Steve Fennessy: This is Georgia Today, a production of Georgia Public Broadcasting. I'm Steve Fennessy. It's Friday, Oct. 9th, 2020. The coronavirus pandemic has been especially deadly in nursing homes and assisted living facilities. Today, Carrie Teegardin, an investigative reporter at the Atlanta Journal-Constitution, on why facilities caring for the elderly have been so vulnerable to the virus, and how the pandemic has laid bare the state's inadequate oversight. And later, a contributor to The Washington Post on how the virus decimated the staff and residents of one facility in the heart of historic Atlanta. Carrie, we've heard a lot of talk about how ill-prepared our nation was to face a pandemic, and certainly nursing homes were especially caught off guard by this. But in Georgia, the situation's been especially bad. Why is that?

Carrie Teegardin: We've had concerns about this state's oversight of long-term care facilities way before the pandemic. Last year, my colleague Brad Schrade and I spent over a year on the assisted living and personal care home industry in the state's oversight of that industry and found a lot of weaknesses in the oversight. And we've continued to see that. Georgia stands out for not inspecting as often as they're supposed to under the federal requirements. They have — almost half of their surveyor or inspector positions from nursing homes are not filled and that's been the case for quite some time. One in four Georgia nursing homes is a one-star rating that's the lowest in the federal rating system. So we're kind of starting from a position that's not strong.

Steve Fennessy: So a weak oversight system and then the pandemic hits. What does it look like from within a home?

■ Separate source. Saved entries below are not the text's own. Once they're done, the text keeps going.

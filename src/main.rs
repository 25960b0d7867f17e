//! db-rw-router - Main entry point.
//!
//! Runs SQL statements through a master/slave router and prints each result
//! as a JSON line.

use clap::Parser;
use db_rw_router::config::Config;
use db_rw_router::db::{BackendDataSource, DataSource};
use db_rw_router::models::{DatabaseType, ResultCursor};
use db_rw_router::{DbError, DbResult, MasterSlaveDataSource, MasterSlaveStatement};
use serde_json::json;
use std::sync::Arc;
use tracing::{error, info};
use tracing_subscriber::{EnvFilter, fmt, prelude::*};

/// Initialize the tracing subscriber for logging.
fn init_tracing(config: &Config) {
    let filter =
        EnvFilter::try_from_default_env().unwrap_or_else(|_| EnvFilter::new(&config.log_level));

    let subscriber = tracing_subscriber::registry().with(filter);

    // Logs go to stderr so stdout carries only results
    if config.json_logs {
        subscriber
            .with(fmt::layer().json().with_writer(std::io::stderr))
            .init();
    } else {
        subscriber
            .with(
                fmt::layer()
                    .with_target(true)
                    .with_thread_ids(false)
                    .with_writer(std::io::stderr),
            )
            .init();
    }
}

/// Dialect shared by all backends, if they agree.
fn common_db_type(sources: &[Arc<DataSource>]) -> Option<DatabaseType> {
    let first = sources.first()?.db_type();
    sources
        .iter()
        .all(|s| s.db_type() == first)
        .then_some(first)
}

/// Log an error together with its suggestion, when it has one.
fn report(context: &str, e: &DbError) {
    match e.suggestion() {
        Some(suggestion) => error!(error = %e, suggestion = %suggestion, "{}", context),
        None => error!(error = %e, "{}", context),
    }
}

/// Execute one statement and print its result.
async fn run_statement(statement: &mut MasterSlaveStatement<'_>, sql: &str) -> DbResult<()> {
    let has_result_set = statement.execute(sql).await?;
    let targets: Vec<&str> = statement
        .execution_outcomes()
        .iter()
        .map(|o| o.data_source.as_str())
        .collect();

    let output = if has_result_set {
        let cursor = statement.result_set()?.unwrap_or_else(|| {
            ResultCursor::empty(targets.last().copied().unwrap_or_default())
        });
        json!({
            "data_source": cursor.data_source(),
            "columns": cursor.columns(),
            "truncated": cursor.is_truncated(),
            "rows": cursor.into_rows(),
        })
    } else {
        json!({
            "data_sources": targets,
            "rows_affected": statement.update_count()?,
        })
    };
    let line = serde_json::to_string(&output)
        .map_err(|e| DbError::internal(format!("Failed to serialize result: {}", e)))?;
    println!("{}", line);
    Ok(())
}

#[tokio::main]
async fn main() -> Result<(), Box<dyn std::error::Error>> {
    // Parse configuration from command line and environment
    let config = Config::parse();

    // Initialize logging
    init_tracing(&config);

    info!(
        name = %config.name,
        load_balance = %config.load_balance,
        master_only = config.master_only,
        "Starting db-rw-router v{}",
        env!("CARGO_PKG_VERSION")
    );

    let master_config = config.parse_master()?;
    let slave_configs = config.parse_slaves()?;
    let timeout = config.query_timeout_duration();

    let master = Arc::new(
        DataSource::connect(&master_config, timeout)
            .await
            .inspect_err(|e| report("Failed to connect master", e))?,
    );
    let mut slaves = Vec::with_capacity(slave_configs.len());
    for slave_config in &slave_configs {
        let slave = DataSource::connect(slave_config, timeout)
            .await
            .inspect_err(|e| report("Failed to connect slave", e))?;
        slaves.push(Arc::new(slave));
    }

    let mut all_sources = vec![Arc::clone(&master)];
    all_sources.extend(slaves.iter().cloned());

    let data_source = MasterSlaveDataSource::new(
        config.name.clone(),
        Arc::clone(&master) as Arc<dyn BackendDataSource>,
        slaves
            .iter()
            .map(|s| Arc::clone(s) as Arc<dyn BackendDataSource>)
            .collect(),
    )?
    .with_load_balance(config.load_balance)
    .with_db_type(common_db_type(&all_sources))
    .with_master_only(config.master_only);

    let connection = data_source.connect()?;
    let mut statement = connection.create_statement();

    let mut result = Ok(());
    for sql in &config.statements {
        if let Err(e) = run_statement(&mut statement, sql).await {
            report(&format!("Statement failed: {}", sql), &e);
            println!("{}", e.to_json());
            result = Err(e);
            break;
        }
    }

    if let Err(e) = statement.close().await {
        report("Failed to close statement", &e);
    }
    if let Err(e) = connection.close().await {
        report("Failed to close connection", &e);
    }
    for source in &all_sources {
        source.close().await;
    }

    info!("Shutdown complete");
    result.map_err(Into::into)
}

Carrie Teegardin: Very early on in the pandemic, we were in touch with a facility called Westbury, which is in Jackson, Georgia. And they seemed really well prepared. It was a very highly rated facility. And somehow the virus got in and they had a very difficult time controlling it when it did. In part, that was because the time that that happened, they could not get tests. I mean, I was talking to their facility owner and their director. They were calling anyone they could possibly think of who might have some kind of connection to China to get PPE. You know, driving to the airport to get an overpriced test, just a handful, whatever they could get. And at that point, everything was going to hospitals, you know, and they really couldn't get what they needed to figure out who had it, who didn't and to protect people. And they were very open and really stayed in close touch with their families. But their director, Jennifer Vasil, was — also expressed to us how difficult this was on their staff. They were losing residents that they'd known for years and a lot of their own staff members and colleagues, many of whom had worked together for years, were also getting sick.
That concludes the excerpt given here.